Over his long career designing houses and condos in Victoria, Bruce Wilkin has embraced architectural periods ranging from Arts and Crafts to Classical Revival to Brutalism. His philosophy? Why limit yourself to just one? Every home has its own history and particularities, and there’s a rich, vast world of references from which to draw. And yet, for some projects the answer isn’t to reference but to simply carve away. Sometimes, paraphrasing Dieter Rams, the best design is as little design as possible.
When Wilkin accompanied long-time clients Sylvie Rochette and Bernard Delecroix to a showing of a two-storey condo in downtown Victoria, his immediate advice was to take everything out and start anew. What did it look like? Brief pause. “The opposite of this,” he says. There were wrinkled gold carpets, heavy valances, popcorn ceilings, awkwardly placed fireplaces and, visible from nearly every angle, a bulky staircase with dark-stained oak spindles and a chunky newel post. “It was that late- ’80s look that had carried over into the ’90s,” says Wilkin. “All of it needed to go.”
The building has its own particularities indeed. Built in 1981 both as a hotel and for residential use, it met with some controversy at the time for its modern look (a departure from the neighbouring century-old brick buildings) and its bold siting (it juts out into the city’s Inner Harbour like a blunted cruise ship, dark water lapping at its foundation). The unit was often used as a grand hospitality suite; sometime later, it was connected to the unit below and redeveloped as a condo. It had also been damaged by a fire, which had prompted the extensive 1980s remodel. Rochette and Delecroix could see past all of it, zeroing in on the nearly 270-degree views created from its pinwheel floor plan, the large rooftop terrace accessible from multiple rooms and over 2,300 square feet of living space, gold carpeting and all.

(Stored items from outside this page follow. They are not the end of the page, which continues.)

mod encode;
mod error;
mod interaction;
mod item;
mod layout;
mod render;

pub use encode::encode_color;
pub use error::LookupError;
pub use interaction::{EntityLookup, InteractionController, Navigator, Route, Tooltip};
pub use item::{Item, level_label};
pub use layout::{ChartRadius, MarkerId};
pub use render::{RadarCanvas, Surface, arc_segments, polar_point};

pub(crate) use item::{lenient_text, optional_id};

#[cfg(test)]
pub(crate) use item::{Category, Distance};
#[cfg(test)]
pub(crate) use layout::layout;
use std::collections::HashMap;
use std::thread;
use std::time::Duration;

use tracing::trace;

use crate::radar::{EntityLookup, LookupError};

use super::model::Board;

/// Chart-name lookup backed by a loaded board. `latency` simulates a remote store.
pub struct BoardDirectory {
    names: HashMap<String, String>,
    latency: Duration,
}

impl BoardDirectory {
    pub fn new(board: &Board, latency: Duration) -> Self {
        let names = board
            .charts
            .iter()
            .map(|chart| (chart.id.clone(), chart.name.clone()))
            .collect();
        Self { names, latency }
    }
}

impl EntityLookup for BoardDirectory {
    fn lookup_name(&self, id: &str) -> Result<String, LookupError> {
        if !self.latency.is_zero() {
            thread::sleep(self.latency);
        }

        trace!(id, "looking up chart name");
        self.names
            .get(id)
            .cloned()
            .ok_or_else(|| LookupError::NotFound(id.to_owned()))
    }
}
mod app;
mod board;
mod radar;

use std::path::PathBuf;
use std::time::Duration;

use anyhow::{Context, anyhow};
use clap::Parser;
use tracing_subscriber::EnvFilter;

use crate::board::BoardSource;
use crate::radar::ChartRadius;

#[derive(Debug, Parser)]
#[command(author, version, about)]
struct Args {
    /// Board JSON file; the bundled demo board is used when omitted.
    #[arg(long)]
    board: Option<PathBuf>,
    /// Id of the chart to open first.
    #[arg(long)]
    chart: Option<String>,
    /// Outer radius of the radar in pixels.
    #[arg(long, default_value_t = ChartRadius::DEFAULT_PX)]
    radius: f32,
    /// Artificial delay added to every cross-reference lookup.
    #[arg(long, default_value_t = 0)]
    lookup_latency_ms: u64,
}

fn main() -> anyhow::Result<()> {
    tracing_subscriber::fmt()
        .with_env_filter(
            EnvFilter::try_from_default_env().unwrap_or_else(|_| EnvFilter::new("info")),
        )
        .compact()
        .init();

    let args = Args::parse();
    let radius = ChartRadius::new(args.radius).context("invalid --radius")?;
    let settings = app::ViewSettings {
        initial_chart: args.chart,
        radius,
        lookup_latency: Duration::from_millis(args.lookup_latency_ms),
    };
    let source = args.board.map_or(BoardSource::Demo, BoardSource::File);

    let options = eframe::NativeOptions {
        viewport: eframe::egui::ViewportBuilder::default().with_inner_size([1280.0, 820.0]),
        ..Default::default()
    };

    eframe::run_native(
        "radar-board",
        options,
        Box::new(move |cc| Ok(Box::new(app::RadarBoardApp::new(cc, source, settings)))),
    )
    .map_err(|error| anyhow!("radar-board exited with an error: {error}"))
}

“We did not keep one screw,” says Rochette, laughing. “And we didn’t add very much back in. I like monochromatic, restful, minimalist homes.”

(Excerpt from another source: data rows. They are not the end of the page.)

use std::sync::mpsc::{self, Receiver, Sender};

use tracing::warn;

use crate::radar::{Navigator, Route};

pub(super) struct ChannelNavigator {
    tx: Sender<Route>,
}

impl ChannelNavigator {
    pub(super) fn new() -> (Self, Receiver<Route>) {
        let (tx, rx) = mpsc::channel();
        (Self { tx }, rx)
    }
}

impl Navigator for ChannelNavigator {
    fn navigate_to(&self, route: Route) {
        if let Err(error) = self.tx.send(route) {
            warn!(route = %error.0, "navigation intent dropped; view is gone");
        }
    }
}

#[cfg(test)]
mod tests {
    use super::*;

    #[test]
    fn intents_arrive_in_order() {
        let (navigator, rx) = ChannelNavigator::new();
        navigator.navigate_to(Route::Chart {
            chart_id: "a".to_owned(),
        });
        navigator.navigate_to(Route::Item {
            chart_id: "a".to_owned(),
            item_id: "1".to_owned(),
        });

        let routes = rx.try_iter().map(|route| route.to_string()).collect::<Vec<_>>();
        assert_eq!(routes, ["/radar/a", "/radar/a/items/1"]);
    }

    #[test]
    fn sending_after_the_view_is_gone_does_not_panic() {
        let (navigator, rx) = ChannelNavigator::new();
        drop(rx);
        navigator.navigate_to(Route::Chart {
            chart_id: "a".to_owned(),
        });
    }
}
//! A seeded in-memory library for `--offline`.

use chrono::{TimeDelta, Utc};
use libris_core::{
  book::NewBook,
  user::{NewUser, Role, UserId},
};
use libris_store_memory::MemoryStore;

pub struct Demo {
  pub store:     MemoryStore,
  /// The staff account offline commands act as by default.
  pub librarian: UserId,
}

fn person(username: &str, first: &str, last: &str, role: Role) -> NewUser {
  NewUser {
    username:   username.into(),
    email:      format!("{username}@library.test"),
    password:   "demo".into(),
    first_name: first.into(),
    last_name:  last.into(),
    role,
    phone:      None,
  }
}

pub fn seed() -> Demo {
  let store = MemoryStore::new();
  let now = Utc::now();
  let days = TimeDelta::days;

  let dune = store.seed_book(
    NewBook::new("Dune", "Frank Herbert", "9780441013593", "Fiction", 3).with_publisher("Ace"),
  );
  let emma = store.seed_book(
    NewBook::new("Emma", "Jane Austen", "9780141439587", "Fiction", 1)
      .with_publisher("Penguin Classics"),
  );
  let cosmos = store.seed_book(
    NewBook::new("Cosmos", "Carl Sagan", "9780345539434", "Science", 2)
      .with_publisher("Ballantine"),
  );
  store.seed_book(
    NewBook::new("The Selfish Gene", "Richard Dawkins", "9780198788607", "Science", 2)
      .with_publisher("Oxford University Press"),
  );
  store.seed_book(
    NewBook::new("SPQR", "Mary Beard", "9781631492228", "History", 1).with_publisher("Liveright"),
  );

  let librarian = store.seed_user(person("librarian", "Grace", "Hopper", Role::Staff));
  let student = store.seed_user(person("ada", "Ada", "Lovelace", Role::Student));
  let visitor = store.seed_user(person("alan", "Alan", "Turing", Role::External));

  store.seed_issue(student.id, dune.id, now - days(5), now + days(9), false);
  store.seed_issue(visitor.id, emma.id, now - days(20), now - days(6), false);
  store.seed_issue(student.id, cosmos.id, now - days(30), now - days(16), true);
  store.seed_issue(visitor.id, cosmos.id, now - days(12), now + days(2), false);

  tracing::debug!("seeded offline demo library");
  Demo {
    store,
    librarian: librarian.id,
  }
}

Wilkin envisioned a highly polished pied-à-terre reminiscent of the glamorous high-rises that line the shores of Miami Beach; an unencumbered vacation home in the heart of a government town. To pull it off, he embarked on a “theme of concealment,” giving as much consideration to the invisible as to the visible. The heating and cooling systems and custom motorized blinds were tucked away in a complex network of plywood troughs installed in the ceiling before drywalling to prevent awkward bulkheads and drops from cluttering up sightlines. Televisions were similarly recessed to minimize bulk, as were lights in the bathroom ceilings and mirrors. Virtually every element subsequently layered overtop—from the transparent Flos pendant lights used in the kitchen and dining room to the glass-panelled staircase to the integrated Miele and Wolf appliances—vanishes into the all-white canvas, or else makes a point of reflecting the endless views outside. The kitchen cabinetry, for example, was finished in an ultra-high-gloss product sourced from Carrier Finishing in Quebec, a detail Rochette requested so she could see the surrounding buildings outlined on the door fronts. Even the boldest statement of all, the large-scale painting by local artist Rande Cook, was chosen for its broader connections. It references the unceded territory on which the building resides and was installed in the dining room to face the B.C. Legislature across the harbour. “It’s a little wink back,” says Rochette, “and a great conversation piece.”
In the evening, as the city lights play on the surface of the water and iconic buildings with their own colourful histories loom in the distance, the interior is practically enveloped by its surroundings—a disappearing act decades in the making.